[Saved data entries]

##############################

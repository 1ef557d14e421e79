use anyhow::Result;
use fiber_common::{PackingConfig, PlacementMethod};
use fiber_packing::generator::DEFAULT_FVF;
use fiber_packing::{
    contour_from_config, io, DiagnosticLog, FiberCount, FiberType, Placement, Population, PopulationSource,
    StatFitOptions, StatModel, StatSource,
};
use log::{debug, error, info, warn};
use rand::rngs::StdRng;
use rand::SeedableRng;
use std::fs::File;
use std::io::Write;
use std::path::Path;
use std::time::Instant;

fn fiber_count(config: &PackingConfig) -> FiberCount {
    let pop = &config.population;
    match (pop.fill_area, pop.fvf) {
        (Some(area), fvf) => FiberCount::FillArea { area, fvf: fvf.unwrap_or(DEFAULT_FVF) },
        (None, Some(fvf)) => FiberCount::Fvf(fvf),
        (None, None) => FiberCount::Exact(pop.n_fibers),
    }
}

fn main() -> Result<()> {
    // Initialize the logger
    env_logger::init();

    info!("Starting fiber population generation...");

    // --- Load Configuration ---
    let config_path = std::env::args().nth(1).unwrap_or_else(|| "config.toml".to_string());
    let config = PackingConfig::load(&config_path)?;
    debug!("Configuration: {:#?}", config);
    info!("Using {} Rayon threads.", rayon::current_num_threads());

    let mut rng = StdRng::seed_from_u64(config.population.seed);
    let mut diagnostics = DiagnosticLog::new();

    // --- Fit Statistics ---
    let options = StatFitOptions { one_gamma: config.population.one_gamma, ..Default::default() };
    let myelinated = StatModel::from_csv(&config.population.myelinated_stat, FiberType::Myelinated, options)?;
    let unmyelinated = StatModel::from_csv(&config.population.unmyelinated_stat, FiberType::Unmyelinated, options)?;
    info!(
        "Fitted '{}' ({} lobe(s)) and '{}' ({} lobe(s)).",
        myelinated.name,
        myelinated.lobes.len(),
        unmyelinated.name,
        unmyelinated.lobes.len()
    );

    // --- Generate Population ---
    let contour = contour_from_config(&config.contour)?;
    info!("Contour area: {:.1} um^2", contour.area());
    let mut population = Population::with_geometry(contour);
    let source = PopulationSource::Stat(StatSource {
        count: fiber_count(&config),
        myelinated: &myelinated,
        unmyelinated: &unmyelinated,
        params: config.generator_params(),
    });
    population.create_population(source, true, &mut rng, &mut diagnostics)?;
    if config.population.with_node_shift {
        population.generate_node_shift(&mut rng);
    }
    info!("Population of {} fibers generated.", population.count());

    // --- Place Population ---
    let placement = match config.placement.method {
        PlacementMethod::Placer => Placement::Placer(config.placer_params()),
        PlacementMethod::Packer => Placement::Packer(config.packer_params()),
    };
    let start_time = Instant::now();
    population.place_population(placement, true, &mut rng, &mut diagnostics)?;
    info!(
        "Placed {} of {} fibers in {:.3} seconds.",
        population.n_placed(),
        population.count(),
        start_time.elapsed().as_secs_f64()
    );
    let removed = population.remove_collisions(0.0, &mut diagnostics);
    if removed > 0 {
        warn!("{} colliding fibers unplaced after placement.", removed);
    }
    let report = population.to_report();
    info!(
        "FVF {:.3} with {} myelinated and {} unmyelinated fibers.",
        report.fiber_volume_fraction, report.n_myelinated, report.n_unmyelinated
    );
    if let Some(packing) = &report.packing {
        info!(
            "Gaps: min {:.3} um, average nearest {:.3} um, max nearest {:.3} um.",
            packing.min_dist, packing.avg_min_dist, packing.max_min_dist
        );
    }
    if !diagnostics.is_empty() {
        warn!("Run finished with {} diagnostic(s).", diagnostics.records().len());
    }

    // --- Save Results ---
    let base = &config.output.base_filename;
    if config.output.save_population {
        let filename = format!("{}_population.csv", base);
        let comment = format!("fibers generated from {} and {}", myelinated.name, unmyelinated.name);
        if let Err(e) = io::save_population(Path::new(&filename), &population.to_data(), Some(&comment)) {
            error!("Error saving population to '{}': {}", filename, e);
        }
    } else {
        info!("Skipping saving the population as per config.");
    }

    if config.output.save_report {
        let filename = format!("{}_report.json", base);
        match File::create(&filename) {
            Ok(mut file) => match serde_json::to_string_pretty(&report) {
                Ok(json_string) => {
                    if let Err(e) = file.write_all(json_string.as_bytes()) {
                        error!("Error writing report to file '{}': {}", filename, e);
                    } else {
                        info!("Report saved to {}", filename);
                    }
                }
                Err(e) => error!("Error serializing report to JSON: {}", e),
            },
            Err(e) => error!("Error creating report file '{}': {}", filename, e),
        }
    } else {
        info!("Skipping saving the report as per config.");
    }

    info!("Generation Complete.");
    Ok(())
}
//! Drawing fiber populations from fitted statistics.

use crate::error::{PackingError, Result};
use crate::population::FiberType;
use crate::stats::StatModel;
use log::{debug, info};
use rand::seq::SliceRandom;
use rand::Rng;
use std::f64::consts::PI;

/// Fiber volume fraction used by area filling when none is given.
pub const DEFAULT_FVF: f64 = 0.55;

/// How many fibers to draw.
#[derive(Debug, Clone, Copy, PartialEq)]
pub enum FiberCount {
    Exact(usize),
    /// Derive the count from a target fiber volume fraction of the contour.
    Fvf(f64),
    /// Draw until `Σ area / fvf` reaches `area`.
    FillArea { area: f64, fvf: f64 },
}

/// Unplaced fibers, in a random order.
#[derive(Debug, Clone, Default, PartialEq)]
pub struct GeneratedPopulation {
    pub types: Vec<FiberType>,
    pub diameters: Vec<f64>,
}

impl GeneratedPopulation {
    pub fn len(&self) -> usize {
        self.diameters.len()
    }

    pub fn is_empty(&self) -> bool {
        self.diameters.is_empty()
    }

    pub fn count_of(&self, fiber_type: FiberType) -> usize {
        self.types.iter().filter(|&&t| t == fiber_type).count()
    }
}

#[derive(Debug, Clone)]
pub struct AreaFill {
    pub population: GeneratedPopulation,
    /// Final `Σ area / fvf`.
    pub filled_area: f64,
}

fn check_proportion(p: f64) -> Result<()> {
    if (0.0..=1.0).contains(&p) {
        Ok(())
    } else {
        Err(PackingError::config(format!("percent_unmyelinated must be in [0, 1], got {p}")))
    }
}

/// Splits `n` into `(unmyelinated, myelinated)` with `floor(n * p)` unmyelinated.
pub fn split_counts(n: usize, percent_unmyelinated: f64) -> (usize, usize) {
    let u = ((n as f64) * percent_unmyelinated + 1e-9).floor() as usize;
    let u = u.min(n);
    (u, n - u)
}

/// Draws exactly `n` fibers, `floor(n * p)` of them unmyelinated, and
/// applies one joint permutation to types and diameters.
pub fn create_from_stat<R: Rng>(
    n: usize,
    percent_unmyelinated: f64,
    myelinated: &StatModel,
    unmyelinated: &StatModel,
    grid_resolution: usize,
    rng: &mut R,
) -> Result<GeneratedPopulation> {
    check_proportion(percent_unmyelinated)?;
    let (n_u, n_m) = split_counts(n, percent_unmyelinated);
    info!("Generating {} fibers ({} myelinated, {} unmyelinated)", n, n_m, n_u);

    let mut diameters = myelinated.sample(n_m, grid_resolution, rng)?;
    diameters.extend(unmyelinated.sample(n_u, grid_resolution, rng)?);
    let mut types = vec![FiberType::Myelinated; n_m];
    types.extend(std::iter::repeat(FiberType::Unmyelinated).take(n_u));

    let mut population = GeneratedPopulation { types, diameters };
    shuffle_jointly(&mut population, rng);
    Ok(population)
}

/// Fiber count for a target FVF.
///
/// `E_d` mixes the two histogram expectations by `p`, `E_A = pi (E_d / 2)^2`,
/// and `n = round(fvf * area / (k * E_A))` with `k = 2` when `double_area`.
pub fn fvf_fiber_count(
    fvf: f64,
    contour_area: f64,
    percent_unmyelinated: f64,
    myelinated_expected: f64,
    unmyelinated_expected: f64,
    double_area: bool,
) -> usize {
    let e_d = percent_unmyelinated * unmyelinated_expected + (1.0 - percent_unmyelinated) * myelinated_expected;
    let e_a = PI * (e_d / 2.0).powi(2);
    let k = if double_area { 2.0 } else { 1.0 };
    let n = (fvf * contour_area / (k * e_a)).round();
    if n.is_finite() && n > 0.0 {
        n as usize
    } else {
        0
    }
}

/// Draws fibers one at a time until their cumulative area divided by
/// `fvf` reaches `area`. `grid_resolution` sizes the fallback grid of
/// [`StatModel::rvs`].
pub fn fill_area_with_fibers<R: Rng>(
    area: f64,
    percent_unmyelinated: f64,
    fvf: f64,
    myelinated: &StatModel,
    unmyelinated: &StatModel,
    grid_resolution: usize,
    rng: &mut R,
) -> Result<AreaFill> {
    check_proportion(percent_unmyelinated)?;
    if !(fvf > 0.0 && fvf <= 1.0) {
        return Err(PackingError::config(format!("fvf must be in (0, 1], got {fvf}")));
    }
    if !(area > 0.0) || !area.is_finite() {
        return Err(PackingError::config(format!("area to fill must be positive, got {area}")));
    }

    let mut population = GeneratedPopulation::default();
    let mut filled_area = 0.0;
    while filled_area < area {
        let (fiber_type, model) = if rng.random_bool(percent_unmyelinated) {
            (FiberType::Unmyelinated, unmyelinated)
        } else {
            (FiberType::Myelinated, myelinated)
        };
        let d = model.rvs(grid_resolution, rng)?;
        filled_area += PI * (d / 2.0).powi(2) / fvf;
        population.types.push(fiber_type);
        population.diameters.push(d);
    }
    debug!("Area {:.1} filled with {} fibers", area, population.len());

    shuffle_jointly(&mut population, rng);
    Ok(AreaFill { population, filled_area })
}

fn shuffle_jointly<R: Rng>(population: &mut GeneratedPopulation, rng: &mut R) {
    let mut order: Vec<usize> = (0..population.len()).collect();
    order.shuffle(rng);
    population.types = order.iter().map(|&i| population.types[i]).collect();
    population.diameters = order.iter().map(|&i| population.diameters[i]).collect();
}

#[cfg(test)]
mod tests {
    use super::*;

    #[test]
    fn split_is_floor_of_fraction() {
        assert_eq!(split_counts(100, 0.7), (70, 30));
        assert_eq!(split_counts(10, 0.33), (3, 7));
        assert_eq!(split_counts(7, 0.5), (3, 4));
        assert_eq!(split_counts(5, 0.0), (0, 5));
        assert_eq!(split_counts(5, 1.0), (5, 0));
    }

    #[test]
    fn fvf_count_keeps_factor_two_by_default() {
        // E_d = 2, E_A = pi
        let doubled = fvf_fiber_count(0.5, 1000.0 * PI, 0.5, 3.0, 1.0, true);
        let single = fvf_fiber_count(0.5, 1000.0 * PI, 0.5, 3.0, 1.0, false);
        assert_eq!(doubled, 250);
        assert_eq!(single, 500);
    }
}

##############################

Your goal: Look through the records above and please copy every line in which the string "round" occurs.

Your solution:
/// and `n = round(fvf * area / (k * E_A))` with `k = 2` when `double_area`.
    let n = (fvf * contour_area / (k * e_a)).round();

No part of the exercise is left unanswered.